A patient’s involvement with JRIO begins approximately three weeks before surgery with an appointment where a pre-admission nursing review and lab work are completed.
Two weeks before surgery, patients attend a class detailing what can be expected before, during, and after surgery. This class is for the patient and their family member or an individual who will support them after the surgery. The same day, there is also an appointment with a hospitalist and a medical record review. The week before surgery, a patient will have an evaluation and consultation with the anesthesia provider, as well as a final office visit with their orthopedic surgeon.
After surgery, patients are typically discharged in less than 24 hours. Outpatient physical therapy often begins between two and five days after surgery, as well as the start of a progressive exercise program.
Willamette Valley Medical Center Physical Therapy
“The timeline works because of the way we’ve designed the program,” Fisher says. “We’ve developed a program to optimize the hospital visit, reduce the length of stay, and include the patient in all aspects of the process.”
Patients typically spend a day in the institute from operation to discharge, and 98% are discharged directly to their homes, not to skilled-nursing facilities, Fisher says. Also, because of the focus on early movement after surgery, there is a 100% rate of mobility on the day of surgery.

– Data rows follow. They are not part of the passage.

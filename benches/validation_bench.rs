use criterion::{Criterion, criterion_group, criterion_main};
use octofhir_ruleguard::*;
use serde_json::{Value as JsonValue, json};
use std::hint::black_box;
use std::sync::Arc;

fn create_large_bundle(entries: usize) -> JsonValue {
    let entry: Vec<JsonValue> = (0..entries)
        .map(|i| {
            json!({"resource": {
                "resourceType": "Patient",
                "id": format!("p{i}"),
                "gender": if i % 3 == 0 { "other" } else { "female" },
                "identifier": [
                    {"system": "A", "value": format!("{i}")},
                    {"system": "B", "value": format!("x{i}")}
                ],
                "address": [{"line": ["1 Main St"]}, {"line": []}],
                "generalPractitioner": [{"reference": format!("Patient/p{}", i + 1)}]
            }})
        })
        .collect();
    json!({"resourceType": "Bundle", "entry": entry})
}

fn create_rules(config: &EngineConfig) -> RuleSet {
    RuleSet::compile(
        vec![
            RuleDefinition::new("gender", RuleType::AllowedValues, "Patient.gender")
                .with_parameter("allowed", json!(["male", "female"])),
            RuleDefinition::new("system", RuleType::FixedValue, "Patient.identifier.system")
                .with_parameter("expected", json!("A")),
            RuleDefinition::new("digits", RuleType::Pattern, "Patient.identifier.value")
                .with_parameter("pattern", json!("[0-9]+")),
            RuleDefinition::new("line", RuleType::Cardinality, "Patient.address.line")
                .with_parameter("min", json!(1)),
            RuleDefinition::new("gp", RuleType::ReferenceIntegrity, "Patient.generalPractitioner")
                .with_parameter("targetTypes", json!(["Practitioner"])),
            RuleDefinition::new("name", RuleType::Required, "Patient.name"),
        ],
        config,
    )
}

fn bench_rule_compilation(c: &mut Criterion) {
    let config = EngineConfig::default();
    c.bench_function("rule_compilation", |b| {
        b.iter(|| black_box(create_rules(&config)))
    });
}

fn bench_sequential_validation(c: &mut Criterion) {
    let config = EngineConfig::default().with_normalization(NormalizationMode::Production);
    let rules = create_rules(&config);
    let bundle = create_large_bundle(200);
    let validator = Validator::new(ValidationContext::new(config));

    c.bench_function("sequential_validation_200", |b| {
        b.iter(|| black_box(validator.validate(&bundle, &rules)).unwrap())
    });
}

fn bench_concurrent_validation(c: &mut Criterion) {
    let config = EngineConfig::default().with_normalization(NormalizationMode::Production);
    let rules = Arc::new(create_rules(&config));
    let bundle = Arc::new(create_large_bundle(200));
    let validator = Validator::new(ValidationContext::new(config));
    let runtime = tokio::runtime::Runtime::new().unwrap();

    c.bench_function("concurrent_validation_200", |b| {
        b.iter(|| {
            runtime
                .block_on(validator.validate_concurrent(Arc::clone(&bundle), Arc::clone(&rules)))
                .unwrap()
        })
    });
}

fn bench_path_parsing(c: &mut Criterion) {
    c.bench_function("path_parsing", |b| {
        b.iter(|| {
            black_box(PathExpression::parse(
                "Observation.component[code.coding.code = '8480-6'].value[x]",
            ))
            .unwrap()
        })
    });
}

criterion_group!(
    benches,
    bench_rule_compilation,
    bench_sequential_validation,
    bench_concurrent_validation,
    bench_path_parsing
);

criterion_main!(benches);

“Everyone on this team knows who you are and has a vested interest in your success,” says Dr. Thomas. “In comparison to my tenure at other facilities, the personal focus delivered by this team is incomparable.”
Surgery isn’t the only focus at JRIO
The team at the Joint Replacement Institute of Oregon wants patients to be comfortable with what is going to happen, and to know that they are supported. That’s part of why they offer the pre-operative class , which based on research indicates patients who attended a pre-operative education class reported feeling better prepared for surgery and better able to control their pain postoperatively.
The pre-operative class is intended to prepare patients for what to expect prior to and the day of surgery, as well as during the recovery process. The class can also have a support group-type feel for some pre-operative patients, where often times a patient who has had previous joint replacement surgery will share their experience.
“After implementing the pre-operative class and seeing the patient outcomes associated with it, we recognized a support system is critical for patients undergoing a transformative experience, Fisher says.
“These patients really share the same problem [impending knee or hip replacement],” Fisher says. “They all understand what it’s like to live with chronic pain. This class is an opportunity to give patients and their support system an opportunity to learn about what happens pre-operation and post-surgery.”
The focus on patient well-being and outcomes doesn’t stop with a patient’s discharge from the unit. In addition to the pre-operative class, the team also hosts quarterly patient reunion lunches.
“We invite surgical patients and their family members, their surgeon, and representatives from each area of care from clinic to rehab,” Fisher says. “We hear from patients about what went well and how to improve.”
The event also gives former patients an opportunity to reunite with members of their care team and patients who went through the pre-operative classes together. Fisher says they often see patients from the same classes sitting together at the luncheon and reconnecting.
“We have a mentality that we can always be better and learn from the constructive feedback of our patients and team. We strive to innovate,” Fisher says.